And winter’s icy blast strikes a people already living, perilously, on the edge. Providing aid to Afghanistan is of epic proportions too.

In a mud-and-straw home perched perilously on a steeply-sloped hill blanketed in snow in Parwan province north of Kabul, we met one family whose complaints were as bitter as the cold.

“No aid agencies visit us here,” lamented mother Qamar Gul, as the family huddled around a “sandali” – a traditional charcoal heater Afghans have relied on for centuries to keep warm. “No one came from the last government, no one from the Taliban government.”

Mother Qamrgul
Oamar Gul says no aid agencies visit her family home in Parwan province

This week, as the government’s military helicopters struggled to reach the most isolated communities completely cut off by colossal snowbanks and blinding storms, Mr Griffiths was holding back-to-back meetings in Kabul with senior Taliban government leaders about the new edict banning Afghan women from working with aid organisations.

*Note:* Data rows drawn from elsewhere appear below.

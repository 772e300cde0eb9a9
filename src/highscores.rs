//! Per-tier high score table
//!
//! Keyed by tier name ("Easy", "Medium", "Hard") so saved files stay readable
//! and survive enum reordering.

use std::collections::BTreeMap;

use serde::{Deserialize, Serialize};

use crate::persistence::HighScoreStore;
use crate::sim::Difficulty;

/// Best score per difficulty tier
#[derive(Debug, Clone, PartialEq, Eq, Serialize, Deserialize, Default)]
pub struct HighScores {
    #[serde(default)]
    pub scores: BTreeMap<String, u64>,
}

impl HighScores {
    /// Storage key (LocalStorage on wasm32, file stem on native)
    pub const STORAGE_KEY: &'static str = "alien_drift_highscores";

    /// Create empty table
    pub fn new() -> Self {
        Self {
            scores: BTreeMap::new(),
        }
    }

    /// Best score for a tier (0 when never played)
    pub fn get(&self, difficulty: Difficulty) -> u64 {
        self.scores.get(difficulty.as_str()).copied().unwrap_or(0)
    }

    /// Record a score; keeps the larger of old and new.
    /// Returns true if the stored value went up.
    pub fn record(&mut self, difficulty: Difficulty, score: u64) -> bool {
        let entry = self.scores.entry(difficulty.as_str().to_string()).or_insert(0);
        if score > *entry {
            *entry = score;
            true
        } else {
            false
        }
    }

    /// Check if no tier has a score yet
    pub fn is_empty(&self) -> bool {
        self.scores.values().all(|&s| s == 0)
    }

    /// Best score across all tiers (if any)
    pub fn top_score(&self) -> Option<(Difficulty, u64)> {
        Difficulty::ALL
            .iter()
            .map(|&d| (d, self.get(d)))
            .filter(|&(_, s)| s > 0)
            .max_by_key(|&(_, s)| s)
    }
}

impl HighScoreStore for HighScores {
    fn load_high_score(&self, difficulty: Difficulty) -> u64 {
        self.get(difficulty)
    }

    fn store_high_score(&mut self, difficulty: Difficulty, value: u64) {
        self.record(difficulty, value);
    }
}
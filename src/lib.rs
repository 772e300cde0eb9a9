//! Alien Drift - A side-scrolling arcade game
//!
//! Core modules:
//! - `sim`: Frame-stepped simulation (entities, spawning, collisions, round state)
//! - `session`: Score and high-score bookkeeping
//! - `persistence`: High-score storage behind a small trait
//! - `game`: Screen state machine tying input, simulation and session together
//! - `settings`: Player preferences

pub mod game;
pub mod highscores;
pub mod input;
pub mod persistence;
pub mod session;
pub mod settings;
pub mod sim;

#[cfg(target_arch = "wasm32")]
pub mod web;

pub use game::{Game, Screen, Sprite};
pub use highscores::HighScores;
pub use session::{ScoringRule, Session};
pub use settings::Settings;

use glam::Vec2;

/// Game configuration constants
pub mod consts {
    /// Downward acceleration once the player has jumped (pixels/s², y grows upward)
    pub const GRAVITY: f32 = -900.0;
    /// Vertical velocity set by an impulse (overwrites, never adds)
    pub const BOUNCE_VELOCITY: f32 = 320.0;

    /// Player defaults
    pub const PLAYER_WIDTH: f32 = 46.0;
    pub const PLAYER_HEIGHT: f32 = 20.0;
    pub const PLAYER_START_X: f32 = 100.0;
    /// Player may roam the left part of the screen only
    pub const PLAYER_BOUNDS_FRACTION: f32 = 0.5;
    pub const PLAYER_FRAME_DURATION: f32 = 0.15;
    pub const PLAYER_FRAME_COUNT: usize = 1;

    /// Obstacle defaults
    pub const OBSTACLE_WIDTH: f32 = 64.0;
    pub const OBSTACLE_HEIGHT: f32 = 64.0;
    pub const OBSTACLE_FRAME_DURATION: f32 = 0.2;
    pub const OBSTACLE_FRAME_COUNT: usize = 4;
    /// Number of planet skins the presentation layer can draw
    pub const OBSTACLE_VARIANTS: usize = 6;

    /// Shrink applied to every side of both rectangles before overlap tests
    pub const COLLISION_MARGIN: f32 = 5.0;

    /// Placement heuristic
    pub const PLACEMENT_ATTEMPTS: u32 = 10;
    pub const MIN_SEPARATION: f32 = 80.0;
    /// Width of the off-screen band new obstacles appear in
    pub const SPAWN_BAND_WIDTH: f32 = 80.0;
    /// Absorbs float drift when summing frame deltas against the spawn interval
    pub const SPAWN_TIMER_EPSILON: f32 = 1e-4;

    /// Game-over screen ignores keys for this long (players are still mashing)
    pub const GAME_OVER_INPUT_DELAY: f32 = 1.0;
}

/// Live screen geometry, queried every frame rather than fixed at startup.
pub trait Viewport {
    fn width(&self) -> f32;
    fn height(&self) -> f32;

    #[inline]
    fn size(&self) -> Vec2 {
        Vec2::new(self.width(), self.height())
    }
}

impl Viewport for Vec2 {
    #[inline]
    fn width(&self) -> f32 {
        self.x
    }

    #[inline]
    fn height(&self) -> f32 {
        self.y
    }
}

impl Viewport for (f32, f32) {
    #[inline]
    fn width(&self) -> f32 {
        self.0
    }

    #[inline]
    fn height(&self) -> f32 {
        self.1
    }
}
//! Round state and core simulation types
//!
//! Everything that changes during a round lives in [`RoundState`]. Tuning is
//! frozen into a [`RoundConfig`] when the round is set up and never touched
//! again until the next round.

use glam::Vec2;
use serde::{Deserialize, Serialize};

use super::anim::Animation;
use super::difficulty::Difficulty;
use super::entity::Entity;
use super::rect::Rect;
use super::spawn::SeparationRule;
use crate::Viewport;
use crate::consts::*;

/// Phase of a round
#[derive(Debug, Clone, Copy, PartialEq, Eq, Serialize, Deserialize)]
pub enum RoundPhase {
    /// Set up, waiting for the first frame
    Ready,
    /// Active gameplay
    Running,
    /// Round ended (terminal)
    Over,
}

/// Why a round ended
#[derive(Debug, Clone, Copy, PartialEq, Eq, Serialize, Deserialize)]
pub enum EndCause {
    /// Player touched an obstacle
    Collision,
    /// Player fell to the bottom of the screen
    Floor,
    /// Player flew into the top of the screen
    Ceiling,
    /// Player gave up (Escape)
    Quit,
}

/// Notifications for the presentation layer (animation swaps, sounds, HUD)
#[derive(Debug, Clone, Copy, PartialEq, Serialize, Deserialize)]
pub enum GameEvent {
    RoundStarted { difficulty: Difficulty },
    Jumped,
    ObstacleSpawned { id: u32, variant: usize },
    ObstaclesPassed { count: u32 },
    NewHighScore { difficulty: Difficulty, score: u64 },
    RoundOver { cause: EndCause },
}

/// Tuning for one round, built once when the round is set up
#[derive(Debug, Clone, Copy, PartialEq, Serialize, Deserialize)]
pub struct RoundConfig {
    pub difficulty: Difficulty,
    pub spawn_interval_seconds: f32,
    /// Obstacle speed at round start (pixels/s)
    pub obstacle_speed: f32,
    pub max_on_screen: usize,
    /// Speed gained by new obstacles per second of play
    pub speed_ramp: f32,
    pub separation: SeparationRule,
    pub obstacle_size: Vec2,
    /// Skins to pick from for each new obstacle
    pub obstacle_variants: usize,
}

impl RoundConfig {
    pub fn for_difficulty(difficulty: Difficulty) -> Self {
        let params = difficulty.params();
        Self {
            difficulty,
            spawn_interval_seconds: params.spawn_interval_seconds,
            obstacle_speed: params.obstacle_speed,
            max_on_screen: params.max_on_screen,
            speed_ramp: params.speed_ramp,
            separation: SeparationRule::default(),
            obstacle_size: Vec2::new(OBSTACLE_WIDTH, OBSTACLE_HEIGHT),
            obstacle_variants: OBSTACLE_VARIANTS,
        }
    }

    pub fn with_separation(mut self, separation: SeparationRule) -> Self {
        self.separation = separation;
        self
    }
}

/// An obstacle (planet) crossing the screen
#[derive(Debug, Clone, PartialEq, Serialize, Deserialize)]
pub struct Obstacle {
    pub id: u32,
    /// Cosmetic skin index
    pub variant: usize,
    pub entity: Entity,
}

/// Complete state of one round
#[derive(Debug, Clone, Serialize, Deserialize)]
pub struct RoundState {
    pub config: RoundConfig,
    pub phase: RoundPhase,
    pub player: Entity,
    /// Active obstacles in spawn order
    pub obstacles: Vec<Obstacle>,
    /// Seconds since the last spawn attempt
    pub spawn_timer: f32,
    /// Seconds of play, also the animation clock
    pub elapsed: f32,
    /// Speed handed to the next spawned obstacle
    pub current_speed: f32,
    /// Gravity stays off until the first impulse
    pub impulse_received: bool,
    pub end_cause: Option<EndCause>,
    next_id: u32,
}

impl RoundState {
    /// Set up a round in the `Ready` phase
    pub fn new<V: Viewport + ?Sized>(config: RoundConfig, viewport: &V) -> Self {
        let mut player = Entity::new(
            Vec2::new(PLAYER_START_X, viewport.height() / 2.0 - PLAYER_HEIGHT / 2.0),
            Vec2::new(PLAYER_WIDTH, PLAYER_HEIGHT),
            Animation::new(PLAYER_FRAME_COUNT, PLAYER_FRAME_DURATION),
        );
        player.set_movement_bounds(Self::player_bounds(viewport));

        log::info!(
            "Round ready: {} (interval {:.2}s, speed {:.0}, max {}, {} separation)",
            config.difficulty.as_str(),
            config.spawn_interval_seconds,
            config.obstacle_speed,
            config.max_on_screen,
            config.separation.as_str()
        );

        Self {
            config,
            phase: RoundPhase::Ready,
            player,
            obstacles: Vec::new(),
            spawn_timer: 0.0,
            elapsed: 0.0,
            current_speed: config.obstacle_speed,
            impulse_received: false,
            end_cause: None,
            next_id: 1,
        }
    }

    /// Region the player may move in: the left part of the screen, full height
    pub fn player_bounds<V: Viewport + ?Sized>(viewport: &V) -> Rect {
        Rect::new(0.0, 0.0, viewport.width() * PLAYER_BOUNDS_FRACTION, viewport.height())
    }

    pub fn is_over(&self) -> bool {
        self.phase == RoundPhase::Over
    }

    /// Allocate a new obstacle ID
    pub fn next_obstacle_id(&mut self) -> u32 {
        let id = self.next_id;
        self.next_id += 1;
        id
    }

    /// Add an obstacle at `pos` moving left at the current speed
    pub fn spawn_obstacle_at(&mut self, pos: Vec2, variant: usize) -> u32 {
        let id = self.next_obstacle_id();
        let mut entity = Entity::new(
            pos,
            self.config.obstacle_size,
            Animation::new(OBSTACLE_FRAME_COUNT, OBSTACLE_FRAME_DURATION),
        );
        entity.set_velocity(Vec2::new(-self.current_speed, 0.0));
        self.obstacles.push(Obstacle {
            id,
            variant,
            entity,
        });
        id
    }

    /// Positions of active obstacles, for the placement heuristic
    pub fn obstacle_positions(&self) -> Vec<Vec2> {
        self.obstacles.iter().map(|o| o.entity.pos()).collect()
    }

    /// Move to `Over`. Returns false if the round had already ended.
    pub(crate) fn end(&mut self, cause: EndCause) -> bool {
        if self.phase == RoundPhase::Over {
            return false;
        }
        self.phase = RoundPhase::Over;
        self.end_cause = Some(cause);
        log::info!("Round over ({:?}) after {:.1}s", cause, self.elapsed);
        true
    }
}

#[cfg(test)]
mod tests {
    use super::*;

    const SCREEN: (f32, f32) = (800.0, 480.0);

    #[test]
    fn test_new_round_is_ready_and_centred() {
        let state = RoundState::new(RoundConfig::for_difficulty(Difficulty::Medium), &SCREEN);
        assert_eq!(state.phase, RoundPhase::Ready);
        assert!(state.obstacles.is_empty());
        assert_eq!(state.spawn_timer, 0.0);
        assert_eq!(state.player.vel(), Vec2::ZERO);
        assert_eq!(state.player.y(), 240.0 - PLAYER_HEIGHT / 2.0);
        assert_eq!(state.current_speed, Difficulty::Medium.params().obstacle_speed);
        assert!(!state.impulse_received);
    }

    #[test]
    fn test_spawn_obstacle_moves_left() {
        let mut state = RoundState::new(RoundConfig::for_difficulty(Difficulty::Easy), &SCREEN);
        let a = state.spawn_obstacle_at(Vec2::new(820.0, 10.0), 2);
        let b = state.spawn_obstacle_at(Vec2::new(860.0, 300.0), 0);
        assert!(b > a);
        assert_eq!(state.obstacles.len(), 2);
        assert_eq!(state.obstacles[0].entity.vel(), Vec2::new(-120.0, 0.0));
        assert_eq!(state.obstacles[0].variant, 2);
    }

    #[test]
    fn test_end_only_once() {
        let mut state = RoundState::new(RoundConfig::for_difficulty(Difficulty::Easy), &SCREEN);
        assert!(state.end(EndCause::Floor));
        assert!(!state.end(EndCause::Collision));
        assert_eq!(state.end_cause, Some(EndCause::Floor));
    }
}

“If women do not work in humanitarian operations, we do not reach, we do not count, the women and girls we need to listen to,” Mr Griffiths underlines when we meet at the UN’s sprawling compound at the end of his mission. “In all humanitarian operations around the world, women and girls are the most vulnerable.”

An aid official with decades of experience in tough environments, including Afghanistan, he was cautious, but clear, about the results of his high-stakes mission.

“I think they’re listening,” he said of the Taliban ministers he had met, “and they told me they will be issuing new guidelines in due course which I hope will help us reinforce the role of women.”

Mr Griffiths’s visit comes on the heels of last week’s flying visit by the UN’s second-in-command Amina Mohammed, a British-Nigerian Muslim woman whose presence underlined the UN’s growing alarm over a raft of Taliban edicts threatening to “erase women from public life”.

She told us her conversations were “very tough”. Some meetings were so candid, they were almost cut short. But she told us she was encouraged by a willingness to engage.

Mr Griffiths’s mission – representing the Inter-Agency Standing Committee (IASC), the UN’s highest-level forum to co-ordinate humanitarian aid – has been to delve into very specific details across a range of vital sectors from agriculture to sanitation and food deliveries.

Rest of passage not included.